I’ve said my piece about Netflix ad nauseum, and I was on deadline yesterday, so I was initially planning not to weigh in. But much of what I’ve seen about this is either wrong or just wrong-headed so, as I said, here we go again. Sorry.
First, factually wrong: Initial reports claimed that these titles were expiring because they were going to move over to Warner Archive’s new, and competing, streaming service. Nope. Warner Archive has explicitly denied it on Twitter. The wording of Warner’s statement was a little strange, and I wouldn’t be surprised if they were angling to license the 1800 catalog titles (which are mostly owned by MGM but were linked to Netflix via a third party called Epix; it’s complicated). But it definitely won’t be an immediate transition. I’ve been trying to trace the source of that rumor and I think there isn’t one. Probably some yob on the internet said, hey, Warner Archive is mostly old movies, and these are mostly old movies, so I bet that’s where they’re going! And that’s still being reported as fact, a day after Warner’s denial. So among other things, Streamageddon marks yet another dispiriting failure of online journalism.
Second, wrong-headed.
Let’s start with this: Any time movies go from being more accessible to less accessible, that’s a bad thing. In that sense, I’ll join with the Streamageddon mourners.
But, as we’ve noted before, streaming is not a good way to watch movies. Of course, streaming varies based on a lot of things, so that statement should be heavily qualified. But let’s drill in on these 1800 movies. Start with film critic Sam Adams’s selections of MGM-owned films that he’ll miss among the 1800 Netflix refugees. I’m pretty sure that every one of those eighteen films is or has been available on DVD, and Netflix carries many of those DVDs. Four of them (The Bed Sitting Room, Kes, and the two Bond films) are available on Blu-ray. Kes is a even a Criterion Blu-ray, and it looks gorgeous. Also, the longer, superior cut of Altman’s Vincent & Theo is available on DVD in the UK.
You can argue about the relative quality of a standard DVD vs. an HD stream, but let’s agree that for every film Adams mentions, that there’s a relatively convenient alternative that’s at least as good. For many of those films, there’s a better option than Netflix streaming. Streamageddon is not a crisis of the magnitude that some are claiming.

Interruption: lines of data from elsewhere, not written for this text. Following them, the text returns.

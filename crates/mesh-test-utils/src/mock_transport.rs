//! Scripted signaling transport.
//!
//! Registration and connect outcomes are configured up front; every call is
//! recorded so tests can assert on exact call sequences:
//!
//! - `take_address` makes `register` fail with `AddressInUse`
//! - `fail_registration` makes every `register` fail with the given error
//! - `set_reachable` makes `connect` to an address succeed; all other
//!   addresses fail with `NotFound`
//! - `hold_connects` parks every `connect` until `release_connects`
//! - `inject_incoming` / `close_remote` drive the inbound side
//!
//! # Example
//!
//! ```rust,ignore
//! let transport = ScriptedTransport::new();
//! transport.set_reachable("B");
//! // ... join and tick discovery ...
//! assert_eq!(transport.connect_count("B"), 1);
//! ```

use async_trait::async_trait;
use meeting_mesh::errors::TransportError;
use meeting_mesh::identity::PeerAddress;
use meeting_mesh::media::{MediaStream, MediaTrack, TrackKind};
use meeting_mesh::transport::{
    ConnectionId, IncomingCall, PeerConnection, Registration, SignalingSession,
    SignalingTransport, TransportEvent,
};
use std::collections::{HashMap, HashSet};
use std::fmt;
use std::sync::atomic::{AtomicBool, Ordering};
use std::sync::{Arc, Mutex};
use tokio::sync::{mpsc, oneshot, watch};
use uuid::Uuid;

use crate::fixtures::test_stream;

const EVENT_BUFFER: usize = 64;

#[derive(Default)]
struct State {
    taken: HashSet<PeerAddress>,
    register_error: Option<TransportError>,
    reachable: HashSet<PeerAddress>,
    register_calls: Vec<PeerAddress>,
    connect_calls: Vec<(PeerAddress, PeerAddress)>,
    sessions: HashMap<PeerAddress, mpsc::Sender<TransportEvent>>,
    connections: Vec<MockConnection>,
}

struct Inner {
    state: Mutex<State>,
    held: watch::Sender<bool>,
}

/// Transport double with scripted outcomes and call recording.
#[derive(Clone)]
pub struct ScriptedTransport {
    inner: Arc<Inner>,
}

impl Default for ScriptedTransport {
    fn default() -> Self {
        Self::new()
    }
}

impl fmt::Debug for ScriptedTransport {
    fn fmt(&self, f: &mut fmt::Formatter<'_>) -> fmt::Result {
        let state = self.inner.state.lock().unwrap();
        f.debug_struct("ScriptedTransport")
            .field("sessions", &state.sessions.keys().collect::<Vec<_>>())
            .field("register_calls", &state.register_calls.len())
            .field("connect_calls", &state.connect_calls.len())
            .finish_non_exhaustive()
    }
}

impl ScriptedTransport {
    #[must_use]
    pub fn new() -> Self {
        Self {
            inner: Arc::new(Inner {
                state: Mutex::new(State::default()),
                held: watch::channel(false).0,
            }),
        }
    }

    /// Mark `address` as registered by someone else.
    pub fn take_address(&self, address: impl Into<PeerAddress>) {
        self.lock().taken.insert(address.into());
    }

    /// Make every registration fail with `error`.
    pub fn fail_registration(&self, error: TransportError) {
        self.lock().register_error = Some(error);
    }

    /// Let `connect` to `address` succeed.
    pub fn set_reachable(&self, address: impl Into<PeerAddress>) {
        self.lock().reachable.insert(address.into());
    }

    /// Make `connect` to `address` fail again.
    pub fn set_unreachable(&self, address: impl Into<PeerAddress>) {
        self.lock().reachable.remove(&address.into());
    }

    /// Park every `connect` until [`release_connects`](Self::release_connects).
    pub fn hold_connects(&self) {
        self.inner.held.send_replace(true);
    }

    pub fn release_connects(&self) {
        self.inner.held.send_replace(false);
    }

    /// Every address passed to `register`, in order.
    #[must_use]
    pub fn register_calls(&self) -> Vec<PeerAddress> {
        self.lock().register_calls.clone()
    }

    /// Every remote address passed to `connect`, in order.
    #[must_use]
    pub fn connect_calls(&self) -> Vec<PeerAddress> {
        self.lock()
            .connect_calls
            .iter()
            .map(|(_, remote)| remote.clone())
            .collect()
    }

    /// Number of `connect` calls to `address`.
    #[must_use]
    pub fn connect_count(&self, address: impl Into<PeerAddress>) -> usize {
        let address = address.into();
        self.lock()
            .connect_calls
            .iter()
            .filter(|(_, remote)| *remote == address)
            .count()
    }

    /// Whether a session is registered under `address`.
    #[must_use]
    pub fn is_registered(&self, address: impl Into<PeerAddress>) -> bool {
        self.lock().sessions.contains_key(&address.into())
    }

    /// Every connection produced so far (outbound and answered).
    #[must_use]
    pub fn connections(&self) -> Vec<MockConnection> {
        self.lock().connections.clone()
    }

    /// Connections to `remote` that are still open.
    #[must_use]
    pub fn open_connections_to(&self, remote: impl Into<PeerAddress>) -> Vec<MockConnection> {
        let remote = remote.into();
        self.lock()
            .connections
            .iter()
            .filter(|c| c.remote_address() == &remote && !c.is_closed())
            .cloned()
            .collect()
    }

    /// Deliver an unsolicited call from `remote` to the session at `local`.
    ///
    /// The returned receiver yields the answered connection, or `None` if
    /// the call was rejected or dropped.
    pub async fn inject_incoming(
        &self,
        local: impl Into<PeerAddress>,
        remote: impl Into<PeerAddress>,
    ) -> oneshot::Receiver<Option<MockConnection>> {
        let local = local.into();
        let (outcome_tx, outcome_rx) = oneshot::channel();
        let call = MockIncomingCall {
            transport: self.clone(),
            local: local.clone(),
            remote: remote.into(),
            outcome: Some(outcome_tx),
        };

        let sender = self.lock().sessions.get(&local).cloned();
        if let Some(sender) = sender {
            let _ = sender.send(TransportEvent::Incoming(Box::new(call))).await;
        }
        outcome_rx
    }

    /// Close the newest open connection between `local` and `remote` from
    /// the remote side and notify `local`.
    pub async fn close_remote(
        &self,
        local: impl Into<PeerAddress>,
        remote: impl Into<PeerAddress>,
    ) -> Option<ConnectionId> {
        let local = local.into();
        let remote = remote.into();

        let (connection, sender) = {
            let state = self.lock();
            let connection = state
                .connections
                .iter()
                .rev()
                .find(|c| c.local == local && c.remote_address() == &remote && !c.is_closed())
                .cloned()?;
            (connection, state.sessions.get(&local).cloned())
        };

        connection.inner.closed.store(true, Ordering::SeqCst);
        if let Some(sender) = sender {
            let _ = sender
                .send(TransportEvent::Closed {
                    address: remote,
                    connection_id: connection.id(),
                })
                .await;
        }
        Some(connection.id())
    }

    fn lock(&self) -> std::sync::MutexGuard<'_, State> {
        self.inner.state.lock().unwrap()
    }

    fn new_connection(&self, local: &PeerAddress, remote: &PeerAddress) -> MockConnection {
        let connection = MockConnection::new(local.clone(), remote.clone());
        self.lock().connections.push(connection.clone());
        connection
    }
}

#[async_trait]
impl SignalingTransport for ScriptedTransport {
    async fn register(&self, address: &PeerAddress) -> Result<Registration, TransportError> {
        let mut state = self.lock();
        state.register_calls.push(address.clone());

        if let Some(error) = &state.register_error {
            return Err(error.clone());
        }
        if state.taken.contains(address) || state.sessions.contains_key(address) {
            return Err(TransportError::AddressInUse);
        }

        let (events_tx, events_rx) = mpsc::channel(EVENT_BUFFER);
        state.sessions.insert(address.clone(), events_tx);

        Ok(Registration {
            session: Arc::new(ScriptedSession {
                transport: self.clone(),
                address: address.clone(),
                open: AtomicBool::new(true),
            }),
            events: events_rx,
        })
    }
}

struct ScriptedSession {
    transport: ScriptedTransport,
    address: PeerAddress,
    open: AtomicBool,
}

#[async_trait]
impl SignalingSession for ScriptedSession {
    fn local_address(&self) -> &PeerAddress {
        &self.address
    }

    fn is_open(&self) -> bool {
        self.open.load(Ordering::SeqCst)
    }

    async fn connect(
        &self,
        remote: &PeerAddress,
        _local_stream: MediaStream,
    ) -> Result<Box<dyn PeerConnection>, TransportError> {
        self.transport
            .lock()
            .connect_calls
            .push((self.address.clone(), remote.clone()));

        let mut held = self.transport.inner.held.subscribe();
        let _ = held.wait_for(|held| !*held).await;

        if !self.is_open() {
            return Err(TransportError::Closed);
        }
        if !self.transport.lock().reachable.contains(remote) {
            return Err(TransportError::NotFound);
        }

        let connection = self.transport.new_connection(&self.address, remote);
        Ok(Box::new(connection))
    }

    async fn unregister(&self) {
        if !self.open.swap(false, Ordering::SeqCst) {
            return;
        }
        let mut state = self.transport.lock();
        state.sessions.remove(&self.address);
        for connection in &state.connections {
            if connection.local == self.address {
                connection.inner.closed.store(true, Ordering::SeqCst);
            }
        }
    }
}

struct ConnectionInner {
    id: ConnectionId,
    remote: PeerAddress,
    remote_stream: MediaStream,
    replaced: Mutex<Vec<(TrackKind, Option<MediaTrack>)>>,
    closed: AtomicBool,
}

/// Connection double that records `replace_track` calls.
#[derive(Clone)]
pub struct MockConnection {
    local: PeerAddress,
    inner: Arc<ConnectionInner>,
}

impl MockConnection {
    fn new(local: PeerAddress, remote: PeerAddress) -> Self {
        let remote_stream = test_stream(remote.as_str());
        Self {
            local,
            inner: Arc::new(ConnectionInner {
                id: Uuid::new_v4(),
                remote,
                remote_stream,
                replaced: Mutex::new(Vec::new()),
                closed: AtomicBool::new(false),
            }),
        }
    }

    /// Address of the session that owns this connection.
    #[must_use]
    pub fn local_address(&self) -> &PeerAddress {
        &self.local
    }

    /// Every `replace_track` call, in order.
    #[must_use]
    pub fn replaced_tracks(&self) -> Vec<(TrackKind, Option<MediaTrack>)> {
        self.inner.replaced.lock().unwrap().clone()
    }

    #[must_use]
    pub fn is_closed(&self) -> bool {
        self.inner.closed.load(Ordering::SeqCst)
    }
}

impl fmt::Debug for MockConnection {
    fn fmt(&self, f: &mut fmt::Formatter<'_>) -> fmt::Result {
        f.debug_struct("MockConnection")
            .field("id", &self.inner.id)
            .field("local", &self.local)
            .field("remote", &self.inner.remote)
            .field("closed", &self.is_closed())
            .finish_non_exhaustive()
    }
}

impl PeerConnection for MockConnection {
    fn id(&self) -> ConnectionId {
        self.inner.id
    }

    fn remote_address(&self) -> &PeerAddress {
        &self.inner.remote
    }

    fn remote_stream(&self) -> MediaStream {
        self.inner.remote_stream.clone()
    }

    fn replace_track(
        &self,
        kind: TrackKind,
        track: Option<MediaTrack>,
    ) -> Result<(), TransportError> {
        if self.is_closed() {
            return Err(TransportError::Closed);
        }
        self.inner.replaced.lock().unwrap().push((kind, track));
        Ok(())
    }

    fn close(&self) {
        self.inner.closed.store(true, Ordering::SeqCst);
    }
}

/// Inbound offer created by [`ScriptedTransport::inject_incoming`].
pub struct MockIncomingCall {
    transport: ScriptedTransport,
    local: PeerAddress,
    remote: PeerAddress,
    outcome: Option<oneshot::Sender<Option<MockConnection>>>,
}

impl fmt::Debug for MockIncomingCall {
    fn fmt(&self, f: &mut fmt::Formatter<'_>) -> fmt::Result {
        f.debug_struct("MockIncomingCall")
            .field("local", &self.local)
            .field("remote", &self.remote)
            .finish_non_exhaustive()
    }
}

#[async_trait]
impl IncomingCall for MockIncomingCall {
    fn remote_address(&self) -> &PeerAddress {
        &self.remote
    }

    async fn answer(
        mut self: Box<Self>,
        _local_stream: MediaStream,
    ) -> Result<Box<dyn PeerConnection>, TransportError> {
        let connection = self.transport.new_connection(&self.local, &self.remote);
        if let Some(outcome) = self.outcome.take() {
            let _ = outcome.send(Some(connection.clone()));
        }
        Ok(Box::new(connection))
    }

    fn reject(self: Box<Self>) {}
}

impl Drop for MockIncomingCall {
    fn drop(&mut self) {
        if let Some(outcome) = self.outcome.take() {
            let _ = outcome.send(None);
        }
    }
}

Let me put that a different way: If one single person ends up watching Goldfinger on Blu-ray instead of via Netflix streaming, then I think I’m actually in favor of Streamageddon.
Now, it’s true that there are rarer films that were among the 1800 that should cause a little more agitation. Adams does not mention any of these, so I will name a few interesting ones: Philip Kaufman’s Fearless Frank (1967). Robert Thom’s Angel, Angel, Down We Go (1969). Norman Jewison’s Gaily, Gaily (1969). Richard Brooks’s brilliant The Happy Ending (1969) and Looking For Mr. Goodbar (1977). Jerzy Skolimowski’s The Adventures of Gerard (1970). Walter Grauman’s The Last Escape (1970). John Boorman’s Leo the Last (1970). Elia Kazan’s The Visitors (1972). Bruce Geller’s Harry in Your Pocket (1973). Robert Benton’s Still of the Night (1982). Nicolas Roeg’s Castaway (1986). And so on.
(And I’m actually not sure about TV: Were any of the MGM-controlled TV series, like the Ziv action shows or Flipper, on Netflix Instant? I do know that a handful of ’80s TV movies, such as Lois Gibbs and the Love Canal (1982), evaporated from my streaming queue.)
None of the films I listed above ever been available in the US on pre-recorded discs. A few of them (Leo the Last, Harry in Your Pocket, and Still of the Night) were released by MGM as burn-on-demand DVDs, but those were mostly subpar. In theory, those films would’ve looked better via Netflix streaming than through any other commercially available way to see them. But there’s a catch: the Epix library was riddled with bad encodes. By that I mean that the streaming copies of many films had severe technical glitches. Early on I came across two films (Daniel Haller’s The Devil’s Angels and the Leslie Stevens oddity Fanfare For a Death Scene) that were corrupted at length by a severe digital stutter. At which point I stopped futzing with the Epix library, because I don’t care to have viewing experiences ruined unpredictably and there was no good way to QC the streaming encodes ahead of time. Incidentally, one film fan who works for MGM tried repeatedly to get the bad encode for another film, Beyond the Time Barrier, fixed, and no one would listen.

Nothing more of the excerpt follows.